Ao perceber que divisão do antigo MDB favorecia a ditadura Ulisses e Tancredo vão ao STF – SUPREMO TRIBUNAL FEDERAL – e fundem os dois partidos, MDB e PPP. A decisão fora tomada depois do governo federal vincular o voto de cabo a rabo, manobra do ministro Leitão de Abreu.

Itamar a duras penas é convencido a tentar a reeleição para o Senado. Faz exigências que são aceitas e gera um episódio que entra para o folclore da política mineira e brasileira. Não queria outro candidato em sublegenda, acabou aceitando e impôs ser o mais votado na convenção do PMDB. Simão da Cunha, um ex-deputado da UDN é o mais votado e Renato Azeredo (íntegro, o contrário do pústula Eduardo Azeredo, seu filho), pergunta a Tancredo “como vamos fazer?” Tancredo responde – “coloque os votos do Simão para o Itamar na ata e os do Itamar para o Simão que eu converso e resolvo tudo” –. Dito e feito.

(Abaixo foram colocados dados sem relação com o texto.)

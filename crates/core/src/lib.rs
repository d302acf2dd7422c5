//! Shared types for the rule card compiler: the card schema, the agent
//! manifest, the compiled package, configuration and the error taxonomy.

pub mod card;
pub mod config;
pub mod error;
pub mod manifest;
pub mod package;

pub use card::*;
pub use config::{CompilerConfig, FailurePolicy};
pub use error::*;
pub use manifest::*;
pub use package::*;
use std::collections::BTreeMap;
use std::path::{Path, PathBuf};

use serde::{Deserialize, Serialize};
use tracing::debug;

use crate::card::DEFAULT_SEVERITY;
use crate::error::{CompileError, Result};

/// What to do with successful packages when another agent failed.
#[derive(Debug, Clone, Copy, PartialEq, Eq, Default, Serialize, Deserialize)]
#[serde(rename_all = "kebab-case")]
pub enum FailurePolicy {
    /// Write every package that built.
    #[default]
    BestEffort,
    /// Write nothing unless every agent built.
    AllOrNothing,
}

/// Compiler configuration, passed explicitly; never read from the environment.
#[derive(Debug, Clone, Serialize, Deserialize, PartialEq)]
pub struct CompilerConfig {
    /// Trusted root of the rule-card tree.
    #[serde(default = "default_source_root")]
    pub source_root: PathBuf,

    /// Directory packages are written into.
    #[serde(default = "default_output_dir")]
    pub output_dir: PathBuf,

    /// Topic alias -> subdirectory of `source_root`.
    #[serde(default)]
    pub topic_dirs: BTreeMap<String, String>,

    #[serde(default)]
    pub policy: FailurePolicy,

    /// Derive `version` from the VCS revision when the root is a checkout.
    #[serde(default = "default_true")]
    pub use_vcs: bool,

    /// Compile agents on the rayon pool.
    #[serde(default)]
    pub parallel: bool,

    #[serde(default = "default_severity")]
    pub default_severity: String,

    /// Build and check packages without writing them.
    #[serde(default)]
    pub validate_only: bool,
}

fn default_source_root() -> PathBuf {
    PathBuf::from("rule_cards")
}

fn default_output_dir() -> PathBuf {
    PathBuf::from("dist")
}

fn default_true() -> bool {
    true
}

fn default_severity() -> String {
    DEFAULT_SEVERITY.to_string()
}

impl Default for CompilerConfig {
    fn default() -> Self {
        Self {
            source_root: default_source_root(),
            output_dir: default_output_dir(),
            topic_dirs: BTreeMap::new(),
            policy: FailurePolicy::default(),
            use_vcs: default_true(),
            parallel: false,
            default_severity: default_severity(),
            validate_only: false,
        }
    }
}

impl CompilerConfig {
    pub fn new(source_root: impl Into<PathBuf>, output_dir: impl Into<PathBuf>) -> Self {
        Self {
            source_root: source_root.into(),
            output_dir: output_dir.into(),
            ..Self::default()
        }
    }

    /// Load from a TOML file. A missing file yields the defaults.
    pub fn load(path: &Path) -> Result<Self> {
        if !path.exists() {
            debug!(path = %path.display(), "config file not found, using defaults");
            return Ok(Self::default());
        }
        debug!(path = %path.display(), "loading config");
        let content = std::fs::read_to_string(path).map_err(|e| CompileError::io(path, e))?;
        toml::from_str(&content)
            .map_err(|e| CompileError::Config(format!("{}: {}", path.display(), e)))
    }
}

#[cfg(test)]
mod tests {
    use super::*;

    #[test]
    fn defaults() {
        let cfg = CompilerConfig::default();
        assert_eq!(cfg.policy, FailurePolicy::BestEffort);
        assert!(cfg.use_vcs);
        assert!(!cfg.parallel);
        assert_eq!(cfg.default_severity, "medium");
    }

    #[test]
    fn parses_partial_toml() {
        let cfg: CompilerConfig = toml::from_str(
            r#"
source_root = "cards"
policy = "all-or-nothing"
use_vcs = false

[topic_dirs]
jwt = "auth/jwt"
"#,
        )
        .unwrap();
        assert_eq!(cfg.source_root, PathBuf::from("cards"));
        assert_eq!(cfg.output_dir, PathBuf::from("dist"));
        assert_eq!(cfg.policy, FailurePolicy::AllOrNothing);
        assert!(!cfg.use_vcs);
        assert_eq!(cfg.topic_dirs["jwt"], "auth/jwt");
    }

    #[test]
    fn missing_file_is_default() {
        let dir = tempfile::TempDir::new().unwrap();
        let cfg = CompilerConfig::load(&dir.path().join("nope.toml")).unwrap();
        assert_eq!(cfg, CompilerConfig::default());
    }

    #[test]
    fn malformed_file_is_config_error() {
        let dir = tempfile::TempDir::new().unwrap();
        let path = dir.path().join("bad.toml");
        std::fs::write(&path, "policy = [").unwrap();
        let err = CompilerConfig::load(&path).unwrap_err();
        assert!(matches!(err, CompileError::Config(_)));
    }
}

Ao perceber que suas chances para o governo estadual eram mínimas em 1990, havia sido derrotado por Newton Cardoso (quadrilheiro que fez plantão na política mineira), que a reeleição para o Senado seria duvidosa, num gesto surpreendente aceita ser vice de Collor de Mello nas eleições presidenciais de 1989.

Pela primeira vez é derrotado em Juiz de Fora. Lula vence as eleições no segundo turno na cidade de Itamar.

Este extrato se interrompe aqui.